Going backwards from today I show all the correct times/schedules for shadow copies back until 7/29/13. It doesn't go back further, and there isn't a 7/1/13 monthly copy.
I'm pretty sure I remember reading there is a 64 copy limit before the oldest gets overwritten. This makes sense since I count exactly 64 copies currently in the list.
My Questions
- Is there a way to change this 64 copy limitation?
- Can I prevent monthly copies from being overwritten somehow and let it overwrite just the "dailies" instead?

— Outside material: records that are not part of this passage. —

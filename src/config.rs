use crate::error::EngineError;
use crate::funnel::{Metric, METRICS};
use serde::{Deserialize, Serialize};
use std::env;
use std::fs::File;
use std::io::BufReader;
use strum_macros::Display;

pub const N_CHANNELS: usize = 3;

#[derive(Display, Debug, Clone, Copy, PartialEq, Eq, Hash, Serialize, Deserialize)]
#[serde(rename_all = "lowercase")]
pub enum Channel {
    #[strum(serialize = "sns")]
    Sns,
    #[strum(serialize = "video")]
    Video,
    #[strum(serialize = "search")]
    Search,
}

pub const CHANNELS: [Channel; N_CHANNELS] = [Channel::Sns, Channel::Video, Channel::Search];

impl Channel {
    pub fn index(self) -> usize {
        match self {
            Channel::Sns => 0,
            Channel::Video => 1,
            Channel::Search => 2,
        }
    }
}

#[derive(Serialize, Deserialize, PartialEq, Clone, Debug)]
pub struct MediaChannelConfig {
    // Budget share of total reach. Shares are renormalized internally so
    // non-normalized input is tolerated.
    pub share: f32,

    // Effect coefficient, also the adstock gain
    pub alpha: f32,

    // Adstock carry-over per day
    #[serde(default = "default_memory")]
    pub memory: f32,
}

fn default_memory() -> f32 {
    0.8
}

impl MediaChannelConfig {
    pub fn new(share: f32, alpha: f32) -> MediaChannelConfig {
        MediaChannelConfig {
            share,
            alpha,
            memory: default_memory(),
        }
    }
}

#[derive(Serialize, Deserialize, PartialEq, Clone, Debug)]
pub struct MediaMix {
    pub sns: MediaChannelConfig,
    pub video: MediaChannelConfig,
    pub search: MediaChannelConfig,
}

impl Default for MediaMix {
    fn default() -> MediaMix {
        MediaMix {
            sns: MediaChannelConfig::new(0.5, 0.03),
            video: MediaChannelConfig::new(0.3, 0.02),
            search: MediaChannelConfig::new(0.2, 0.01),
        }
    }
}

impl MediaMix {
    pub fn channel(&self, ch: Channel) -> &MediaChannelConfig {
        match ch {
            Channel::Sns => &self.sns,
            Channel::Video => &self.video,
            Channel::Search => &self.search,
        }
    }

    // Shares renormalized to sum to 1. An all-zero mix is allowed and
    // disables media entirely.
    pub fn normalized_shares(&self) -> [f32; N_CHANNELS] {
        let total: f32 = CHANNELS.iter().map(|ch| self.channel(*ch).share).sum();
        if total <= 0. {
            return [0.; N_CHANNELS];
        }
        let mut shares = [0.; N_CHANNELS];
        for ch in CHANNELS.iter() {
            shares[ch.index()] = self.channel(*ch).share / total;
        }
        shares
    }
}

#[derive(Serialize, Deserialize, PartialEq, Clone, Debug)]
pub struct WomConfig {
    // Probability that a high-funnel agent generates word of mouth
    pub p_generate: f32,

    // Decay factor, scales the daily forgetting probability
    pub decay: f32,

    // Optional weight of trait similarity in the WoM bonus (off when absent)
    #[serde(default)]
    pub personality_weight: Option<f32>,

    // Optional override for the demographic similarity scale (0.3 default)
    #[serde(default)]
    pub demographic_weight: Option<f32>,
}

impl Default for WomConfig {
    fn default() -> WomConfig {
        WomConfig {
            p_generate: 0.08,
            decay: 0.9,
            personality_weight: None,
            demographic_weight: None,
        }
    }
}

#[derive(Serialize, Deserialize, PartialEq, Eq, Clone, Copy, Debug)]
#[serde(rename_all = "snake_case")]
pub enum NetworkType {
    Random,
    SmallWorld,
    ScaleFree,
}

#[derive(Serialize, Deserialize, PartialEq, Clone, Debug)]
pub struct NetworkConfig {
    #[serde(rename = "type")]
    pub kind: NetworkType,

    // Number of nodes
    pub n: usize,

    // Target average degree
    pub k: usize,

    // Rewiring probability, small_world only
    #[serde(default = "default_beta")]
    pub beta: f32,
}

fn default_beta() -> f32 {
    0.1
}

#[derive(Serialize, Deserialize, PartialEq, Clone, Debug)]
pub struct PersonalityConfig {
    pub openness: f32,
    pub social_influence: f32,
    pub media_affinity: f32,
    pub risk_tolerance: f32,
}

impl Default for PersonalityConfig {
    fn default() -> PersonalityConfig {
        PersonalityConfig {
            openness: 0.5,
            social_influence: 0.5,
            media_affinity: 0.5,
            risk_tolerance: 0.5,
        }
    }
}

#[derive(Serialize, Deserialize, PartialEq, Clone, Debug)]
pub struct DemographicConfig {
    // Age group, 1 (18-24) to 5 (55+)
    pub age_group: u8,

    // Income level, 1 to 5
    pub income_level: u8,

    // Urban (1) to rural (0) spectrum
    pub urban_rural: f32,

    // Education level, 1 to 5
    pub education_level: u8,
}

impl Default for DemographicConfig {
    fn default() -> DemographicConfig {
        DemographicConfig {
            age_group: 3,
            income_level: 3,
            urban_rural: 0.5,
            education_level: 3,
        }
    }
}

#[derive(Serialize, Deserialize, PartialEq, Clone, Debug)]
pub struct InfluencerConfig {
    pub enabled: bool,

    // Fraction of the population marked as influencers
    pub ratio: f32,

    // Applied to an influencer's outgoing WoM strength
    pub multiplier: f32,
}

impl Default for InfluencerConfig {
    fn default() -> InfluencerConfig {
        InfluencerConfig {
            enabled: true,
            ratio: 0.02,
            multiplier: 3.0,
        }
    }
}

#[derive(Serialize, Deserialize, PartialEq, Eq, Clone, Copy, Debug)]
#[serde(rename_all = "lowercase")]
pub enum Granularity {
    Brand,
    Service,
    Campaign,
}

#[derive(Serialize, Deserialize, PartialEq, Clone, Debug)]
pub struct KpiConfig {
    #[serde(default = "all_metrics")]
    pub categories: Vec<Metric>,

    #[serde(default = "default_granularity")]
    pub granularity: Granularity,
}

fn all_metrics() -> Vec<Metric> {
    METRICS.to_vec()
}

fn default_granularity() -> Granularity {
    Granularity::Brand
}

impl Default for KpiConfig {
    fn default() -> KpiConfig {
        KpiConfig {
            categories: all_metrics(),
            granularity: default_granularity(),
        }
    }
}

/// Fully-resolved scenario configuration. Immutable for the duration of a
/// run; validated before any simulation work starts.
#[derive(Serialize, Deserialize, PartialEq, Clone, Debug)]
pub struct ScenarioConfig {
    #[serde(default)]
    pub name: String,

    #[serde(default)]
    pub kpi: KpiConfig,

    #[serde(default)]
    pub media: MediaMix,

    #[serde(default)]
    pub wom: WomConfig,

    pub network: NetworkConfig,

    #[serde(default)]
    pub personality: PersonalityConfig,

    #[serde(default)]
    pub demographics: DemographicConfig,

    #[serde(default)]
    pub influencers: InfluencerConfig,

    // Simulated days per repetition
    pub steps: usize,

    // Independent stochastic repetitions to average over
    #[serde(default = "default_reps")]
    pub reps: usize,

    pub seed: u64,
}

fn default_reps() -> usize {
    1
}

fn check_unit(name: &str, v: f32) -> Result<(), EngineError> {
    if !v.is_finite() || v < 0. || v > 1. {
        return Err(EngineError::InvalidScenarioConfig(format!(
            "{} must be in [0, 1], got {}",
            name, v
        )));
    }
    Ok(())
}

fn check_level(name: &str, v: u8) -> Result<(), EngineError> {
    if v < 1 || v > 5 {
        return Err(EngineError::InvalidScenarioConfig(format!(
            "{} must be in 1..=5, got {}",
            name, v
        )));
    }
    Ok(())
}

impl ScenarioConfig {
    pub fn validate(&self) -> Result<(), EngineError> {
        self.validate_network()?;

        for ch in CHANNELS.iter() {
            let c = self.media.channel(*ch);
            if !c.share.is_finite() || c.share < 0. {
                return Err(EngineError::InvalidScenarioConfig(format!(
                    "{} share must be finite and non-negative, got {}",
                    ch, c.share
                )));
            }
            check_unit(&format!("{} alpha", ch), c.alpha)?;
            check_unit(&format!("{} memory", ch), c.memory)?;
        }

        check_unit("wom.p_generate", self.wom.p_generate)?;
        check_unit("wom.decay", self.wom.decay)?;
        if let Some(w) = self.wom.personality_weight {
            check_unit("wom.personality_weight", w)?;
        }
        if let Some(w) = self.wom.demographic_weight {
            check_unit("wom.demographic_weight", w)?;
        }

        check_unit("personality.openness", self.personality.openness)?;
        check_unit(
            "personality.social_influence",
            self.personality.social_influence,
        )?;
        check_unit("personality.media_affinity", self.personality.media_affinity)?;
        check_unit("personality.risk_tolerance", self.personality.risk_tolerance)?;

        check_level("demographics.age_group", self.demographics.age_group)?;
        check_level("demographics.income_level", self.demographics.income_level)?;
        check_level(
            "demographics.education_level",
            self.demographics.education_level,
        )?;
        check_unit("demographics.urban_rural", self.demographics.urban_rural)?;

        check_unit("influencers.ratio", self.influencers.ratio)?;
        if !self.influencers.multiplier.is_finite()
            || self.influencers.multiplier < 1.
            || self.influencers.multiplier > 10.
        {
            return Err(EngineError::InvalidScenarioConfig(format!(
                "influencers.multiplier must be in [1, 10], got {}",
                self.influencers.multiplier
            )));
        }

        if self.steps == 0 {
            return Err(EngineError::InvalidScenarioConfig(
                "steps must be at least 1".into(),
            ));
        }
        if self.reps == 0 {
            return Err(EngineError::InvalidScenarioConfig(
                "reps must be at least 1".into(),
            ));
        }
        if self.kpi.categories.is_empty() {
            return Err(EngineError::InvalidScenarioConfig(
                "kpi.categories must not be empty".into(),
            ));
        }

        Ok(())
    }

    fn validate_network(&self) -> Result<(), EngineError> {
        let net = &self.network;
        if net.n < 2 {
            return Err(EngineError::InvalidNetworkConfig(format!(
                "n must be at least 2, got {}",
                net.n
            )));
        }
        if net.k < 2 || net.k >= net.n {
            return Err(EngineError::InvalidNetworkConfig(format!(
                "k must satisfy 2 <= k < n, got k={} n={}",
                net.k, net.n
            )));
        }
        if !net.beta.is_finite() || net.beta < 0. || net.beta > 1. {
            return Err(EngineError::InvalidNetworkConfig(format!(
                "beta must be in [0, 1], got {}",
                net.beta
            )));
        }
        Ok(())
    }
}

// ---------------------------------------------------------------------------
// CLI-side configuration: config.yaml plus environment overrides.

#[derive(Deserialize, Clone, Debug)]
pub struct AppConfig {
    pub scenario: ScenarioConfig,

    // Worker pool size for repetitions, 0 = one per core
    #[serde(default)]
    pub workers: usize,

    #[serde(default)]
    pub debug: bool,
}

pub fn load_config() -> AppConfig {
    let file = File::open("config.yaml").expect("could not open config.yaml");
    let reader = BufReader::new(file);
    let mut conf: AppConfig = serde_yaml::from_reader(reader).expect("error while reading yaml");

    if let Ok(steps) = env::var("STEPS") {
        conf.scenario.steps = steps.parse().expect("STEPS must be an integer");
    }
    if let Ok(reps) = env::var("REPS") {
        conf.scenario.reps = reps.parse().expect("REPS must be an integer");
    }
    if let Ok(seed) = env::var("SEED") {
        conf.scenario.seed = seed.parse().expect("SEED must be an integer");
    }
    if let Ok(workers) = env::var("WORKERS") {
        conf.workers = workers.parse().expect("WORKERS must be an integer");
    }
    if let Ok(debug) = env::var("DEBUG") {
        conf.debug = debug == "1";
    }

    conf
}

- Does MS or others provide a way to manage shadow copies in a more granular fashion than the basic scheduling on the volume, etc. that I've already done above? ie. the ability to tell it "keep only the previous 4 weeks of this schedule" or similar.
My goal is to get to a point where i can have 12 "monthlies" and the previous month twice "dailies" (for a total roughly of 72 copies it would seem).
I have "real backups" using Commvault Simpana but it's so much easier to deal with a restore from shadow copies for simple file shares.
Yes you can change the limit up to 512 shadow copies per volume, by using the
MaxShadowCopies
registry key. You will probably also need to adjust the amount of storage space VSS is allowed to use withvssadmin.exe Resize ShadowStorage
. (You may configure Shadow Copies for a volume to back up to a separate volume, such as one with more space. Again, vssadmin.exe is your friend here.)No.
No.
VSS on its own works well, but it's pretty basic. Most good enterprise backup solutions make use of VSS on Windows machines. But to get those really granular and fine-tuned retention policies, you'll need to use a more thorough backup solution.
As you already have noticed, the automatic VSS removal mechanism would always remove the oldest shadow copy/copies and does not allow you to configure a more sophisticated retention scheme. It also seems impossible to set a "no delete" mark on a particular shadow copy set.
To overcome this, you might disable (or at least increase) the space limit for shadow copies and purge them in a periodical script according to your needs by either invoking the
diskshadow
executable or employing the win32_shadowcopy WMI class. It would be most conveniently called before a new VSS copy is created through the task scheduler of your system.